No mapa destacamos 8 camadas de informações: (1) rios e riachos, (2) serras, (3) sertões/ribeiras/distritos, (4) Estrada Real de Recife a Cabrobó, (5) fazendas, (6) povoações de brancos, (7) aldeamentos existentes, (8) aldeamentos criados no período abordado. Nessas camadas constam ainda informações sobre povos indígenas, conflitos e aldeamentos que estavam abandonados naquele período.
Na década de 1760 o Governador da Capitania de Pernambuco, Diogo Lobo da Silva (1756-1763) aplicou o Diretório Pombalino em Pernambuco e nas capitanias anexas. No caso da sua execução nos aldeamentos no São Francisco, Diogo Lobo adaptou o Diretório à realidade do Sertão do São Francisco. Assim, as várias etnias aldeadas seriam reunidas nas ilhas do Arapuá e do Pambu (antigas missões dos índios Kariris). Elas seriam transformadas em vilas de índios denominadas Santa Maria e Assunção, respectivamente (Medeiros e Mutzenberg, 2014).
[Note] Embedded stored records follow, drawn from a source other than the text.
//! Copy-on-Write Containers
//!
//! This module implements the shared sequence that backs every subject's
//! observer list.
//!
//! # Concepts
//!
//! ## Snapshots
//!
//! A snapshot is a handle to the sequence as it existed when the snapshot was
//! taken. Taking one costs a lock acquisition and a reference-count bump; the
//! contents are never copied. A snapshot can be iterated for as long as the
//! caller likes, from any thread, while other threads keep mutating the list.
//!
//! ## Copy-on-Write
//!
//! A mutation first checks whether the current buffer is shared with any
//! outstanding snapshot. If it is, the buffer is cloned and the clone becomes
//! the new current value. If it is not, the buffer is edited in place. Either
//! way, memory reachable from an existing snapshot is never written.

mod list;

pub use list::{CowList, Snapshot};
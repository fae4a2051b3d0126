//! Error types for subject notification.
//!
//! An expired weak reference is never an error. The only failures the crate
//! reports are the ones observers return from [`Observer::update`].
//!
//! [`Observer::update`]: crate::observer::Observer::update

use smallvec::SmallVec;
use thiserror::Error;

use crate::observer::ObserverId;

type BoxError = Box<dyn std::error::Error + Send + Sync + 'static>;

/// Failure returned by an observer's `update` callback.
#[derive(Debug, Error)]
#[error("{message}")]
pub struct UpdateError {
    message: String,
    #[source]
    source: Option<BoxError>,
}

impl UpdateError {
    /// Create an error with a message and no underlying cause.
    pub fn new(message: impl Into<String>) -> Self {
        Self {
            message: message.into(),
            source: None,
        }
    }

    /// Wrap an underlying error.
    pub fn with_source<E>(message: impl Into<String>, source: E) -> Self
    where
        E: Into<BoxError>,
    {
        Self {
            message: message.into(),
            source: Some(source.into()),
        }
    }

    /// The human-readable message.
    pub fn message(&self) -> &str {
        &self.message
    }
}

/// One observer that failed during an isolated delivery.
#[derive(Debug, Error)]
#[error("observer {observer:?} failed: {source}")]
pub struct DeliveryFailure {
    pub observer: ObserverId,
    #[source]
    pub source: UpdateError,
}

/// Error returned by `Subject::notify`.
#[derive(Debug, Error)]
pub enum NotifyError {
    /// Delivery stopped at the first failing observer.
    #[error("notification aborted by observer {observer:?} after {delivered} deliveries: {source}")]
    Aborted {
        observer: ObserverId,
        delivered: usize,
        #[source]
        source: UpdateError,
    },

    /// Every live observer was visited, but some of them failed.
    #[error("{} of {} observers failed", .failures.len(), .delivered + .failures.len())]
    Failed {
        delivered: usize,
        failures: SmallVec<[DeliveryFailure; 2]>,
    },
}

impl NotifyError {
    /// Number of observers whose `update` returned `Ok`.
    pub fn delivered(&self) -> usize {
        match self {
            NotifyError::Aborted { delivered, .. } | NotifyError::Failed { delivered, .. } => {
                *delivered
            }
        }
    }

    /// IDs of the observers that failed, in delivery order.
    pub fn failed_observers(&self) -> Vec<ObserverId> {
        match self {
            NotifyError::Aborted { observer, .. } => vec![*observer],
            NotifyError::Failed { failures, .. } => {
                failures.iter().map(|failure| failure.observer).collect()
            }
        }
    }
}
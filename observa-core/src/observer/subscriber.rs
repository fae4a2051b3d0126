//! Observer types.
//!
//! An observer is anything that wants to hear about a subject's state
//! changes. Concrete observers implement the single-method [`Observer`]
//! capability; [`FnObserver`] covers the common case of a closure.

use std::sync::atomic::{AtomicU64, Ordering};

use super::SubjectLink;
use crate::error::UpdateError;

/// Unique identifier for an observer.
///
/// Each [`SubjectLink`] gets a unique ID when created. The ID shows up in log
/// fields and in notification errors.
#[derive(Debug, Clone, Copy, PartialEq, Eq, Hash, PartialOrd, Ord)]
pub struct ObserverId(u64);

impl ObserverId {
    /// Generate a new unique observer ID.
    ///
    /// Uses an atomic counter to ensure uniqueness across threads.
    pub fn new() -> Self {
        static COUNTER: AtomicU64 = AtomicU64::new(0);
        Self(COUNTER.fetch_add(1, Ordering::Relaxed))
    }

    /// Get the raw ID value.
    pub fn raw(&self) -> u64 {
        self.0
    }
}

impl Default for ObserverId {
    fn default() -> Self {
        Self::new()
    }
}

/// Receiver of a subject's change notifications.
///
/// `update` runs synchronously on the thread that called
/// [`Subject::notify`](super::Subject::notify), outside the subject's lock.
/// It may register or drop other observers, but it must not block waiting on
/// another thread that is itself inside a list edit of the same subject.
pub trait Observer: Send + Sync {
    /// Called once per notification while the observer is alive.
    fn update(&self) -> Result<(), UpdateError>;

    /// The back-reference slot embedded in this observer.
    fn link(&self) -> &SubjectLink;

    /// The ID of this observer, taken from its link.
    fn id(&self) -> ObserverId {
        self.link().observer_id()
    }
}

/// An observer backed by a closure.
///
/// # Example
///
/// ```rust
/// use std::sync::Arc;
/// use observa_core::observer::{FnObserver, Subject};
///
/// let subject = Subject::new();
/// let observer = Arc::new(FnObserver::infallible(|| println!("changed")));
/// subject.subscribe(&observer);
///
/// assert_eq!(subject.notify().unwrap().delivered, 1);
/// ```
pub struct FnObserver {
    link: SubjectLink,

    /// Stored as a boxed trait object so any closure type fits.
    update: Box<dyn Fn() -> Result<(), UpdateError> + Send + Sync>,
}

impl FnObserver {
    /// Create an observer from a fallible callback.
    pub fn new<F>(update: F) -> Self
    where
        F: Fn() -> Result<(), UpdateError> + Send + Sync + 'static,
    {
        Self {
            link: SubjectLink::new(),
            update: Box::new(update),
        }
    }

    /// Create an observer from a callback that cannot fail.
    pub fn infallible<F>(update: F) -> Self
    where
        F: Fn() + Send + Sync + 'static,
    {
        Self::new(move || {
            update();
            Ok(())
        })
    }
}

impl Observer for FnObserver {
    fn update(&self) -> Result<(), UpdateError> {
        (self.update)()
    }

    fn link(&self) -> &SubjectLink {
        &self.link
    }
}

impl std::fmt::Debug for FnObserver {
    fn fmt(&self, f: &mut std::fmt::Formatter<'_>) -> std::fmt::Result {
        f.debug_struct("FnObserver")
            .field("id", &self.id())
            .field("attached", &self.link.is_attached())
            .finish()
    }
}

#[cfg(test)]
mod tests {
    use super::*;

    #[test]
    fn observer_ids_are_unique() {
        let id1 = ObserverId::new();
        let id2 = ObserverId::new();
        let id3 = ObserverId::new();

        assert_ne!(id1, id2);
        assert_ne!(id2, id3);
        assert_ne!(id1, id3);
        assert!(id1.raw() < id2.raw());
    }

    #[test]
    fn fn_observer_update_calls_callback() {
        use std::sync::atomic::AtomicBool;
        use std::sync::Arc;

        let called = Arc::new(AtomicBool::new(false));
        let called_clone = called.clone();

        let observer = FnObserver::infallible(move || {
            called_clone.store(true, Ordering::SeqCst);
        });

        assert!(!called.load(Ordering::SeqCst));
        observer.update().unwrap();
        assert!(called.load(Ordering::SeqCst));
    }

    #[test]
    fn fn_observer_returns_callback_error() {
        let observer = FnObserver::new(|| Err(UpdateError::new("nope")));
        let err = observer.update().unwrap_err();
        assert_eq!(err.message(), "nope");
    }

    #[test]
    fn id_comes_from_link() {
        let observer = FnObserver::infallible(|| {});
        assert_eq!(observer.id(), observer.link().observer_id());
    }
}
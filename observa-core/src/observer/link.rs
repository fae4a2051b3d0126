//! Observer back-references.
//!
//! A [`SubjectLink`] is the observer's half of the subject/observer relation.
//! It holds a weak reference to the subject the observer last registered
//! with, and prunes that subject when the observer is dropped.

use std::sync::{Arc, Weak};

use parking_lot::Mutex;

use super::{ObserverId, Subject};

/// Weak back-reference from an observer to its subject.
///
/// Concrete observers embed one of these and return it from
/// [`Observer::link`](super::Observer::link).
///
/// Dropping the link (which happens when its observer is dropped) resolves
/// the back-reference. If the subject is still alive, it calls
/// [`Subject::unregister`] so the expired entry does not linger. If the
/// subject is already gone, nothing happens.
pub struct SubjectLink {
    observer: ObserverId,

    /// The subject this observer last registered with.
    /// Re-registration overwrites it.
    subject: Mutex<Weak<Subject>>,
}

impl SubjectLink {
    /// Create a detached link with a fresh observer ID.
    pub fn new() -> Self {
        Self {
            observer: ObserverId::new(),
            subject: Mutex::new(Weak::new()),
        }
    }

    /// The ID of the observer that owns this link.
    pub fn observer_id(&self) -> ObserverId {
        self.observer
    }

    /// Resolve the back-reference.
    pub fn subject(&self) -> Option<Arc<Subject>> {
        self.subject.lock().upgrade()
    }

    /// Check whether the back-reference currently resolves.
    pub fn is_attached(&self) -> bool {
        self.subject.lock().strong_count() > 0
    }

    pub(crate) fn attach(&self, subject: Weak<Subject>) {
        *self.subject.lock() = subject;
    }

    /// Clear the back-reference, but only if it still points at `subject`.
    pub(crate) fn detach_from(&self, subject: &Weak<Subject>) -> bool {
        let mut current = self.subject.lock();
        if Weak::ptr_eq(&current, subject) {
            *current = Weak::new();
            true
        } else {
            false
        }
    }
}

impl Default for SubjectLink {
    fn default() -> Self {
        Self::new()
    }
}

impl Drop for SubjectLink {
    fn drop(&mut self) {
        let subject = std::mem::take(self.subject.get_mut());

        // The owning observer's strong count is already zero here, so the
        // prune removes its entry.
        if let Some(subject) = subject.upgrade() {
            tracing::trace!(
                subject = subject.name(),
                observer = ?self.observer,
                "observer dropped, pruning subject"
            );
            subject.unregister();
        }
    }
}

impl std::fmt::Debug for SubjectLink {
    fn fmt(&self, f: &mut std::fmt::Formatter<'_>) -> std::fmt::Result {
        f.debug_struct("SubjectLink")
            .field("observer", &self.observer)
            .field("attached", &self.is_attached())
            .finish()
    }
}

#[cfg(test)]
mod tests {
    use super::*;

    #[test]
    fn new_link_is_detached() {
        let link = SubjectLink::new();
        assert!(!link.is_attached());
        assert!(link.subject().is_none());
    }

    #[test]
    fn attach_overwrites_previous_subject() {
        let first = Subject::new();
        let second = Subject::new();
        let link = SubjectLink::new();

        link.attach(Arc::downgrade(&first));
        link.attach(Arc::downgrade(&second));

        let resolved = link.subject().unwrap();
        assert!(Arc::ptr_eq(&resolved, &second));
    }

    #[test]
    fn detach_from_ignores_other_subjects() {
        let first = Subject::new();
        let second = Subject::new();
        let link = SubjectLink::new();
        link.attach(Arc::downgrade(&first));

        assert!(!link.detach_from(&Arc::downgrade(&second)));
        assert!(link.is_attached());

        assert!(link.detach_from(&Arc::downgrade(&first)));
        assert!(!link.is_attached());
    }

    #[test]
    fn link_outliving_subject_drops_quietly() {
        let subject = Subject::new();
        let link = SubjectLink::new();
        link.attach(Arc::downgrade(&subject));

        drop(subject);
        assert!(!link.is_attached());
        drop(link);
    }
}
A Vila de Santa Maria tinha 275 fogos e 668 almas agregadas das antigas Aldeias dos Coripós (índios Coripó e Karacois), Inhanhum (nação Kariri), São Felix (Kariri), Araripe (nações Enxu e Karacoi), Pontal (Tamaqueu e Umã trazidos do mato/Serra Negra). Enquanto a Vila de Assunção possuía 276 Fogos e 713 Almas, resultantes da união das "antigas aldeias de Axará da nação Procás e Brancararu, a da Vargem da nação Brancararu, a do Sarobabel da nação Pacuruba, e a do Brejo do Gama dos Índios mais bárbaros das nações Oê, Chocó, Pipipã, Mangueza e pessoas que estavam no Sítio do Riacho do Navio tratados por escravos"[1].
Na primeira metade do século XIX, a região foi castigada por uma seca de longa duração. No momento que a pecuária estava ocupando novos territórios às margens dos rios Moxotó e Pajeú incluindo os riachos do Navio, da Terra Nova e da Brígida e as regiões de brejos na Serra Negra, na Serra dos Cariris Novos e Serra Grande do Pajeú. Inevitavelmente, conflitos entre indígenas e criadores de gado aconteceram.
O governo de Pernambuco da época recebia inúmeras denúncias, algumas falsas, de moradores do Pajeú e Moxotó acusando os índios "brabos" de ataques à fazendas, assassinatos de brancos e escravos. Segundo esses relatos, após os ataques os índios se refugiavam na Serra Negra. Também o governo recebia denúncias das autoridades civis, militares e religiosas de ataques e massacres injustificáveis de moradores contra populações indígenas “mansas”.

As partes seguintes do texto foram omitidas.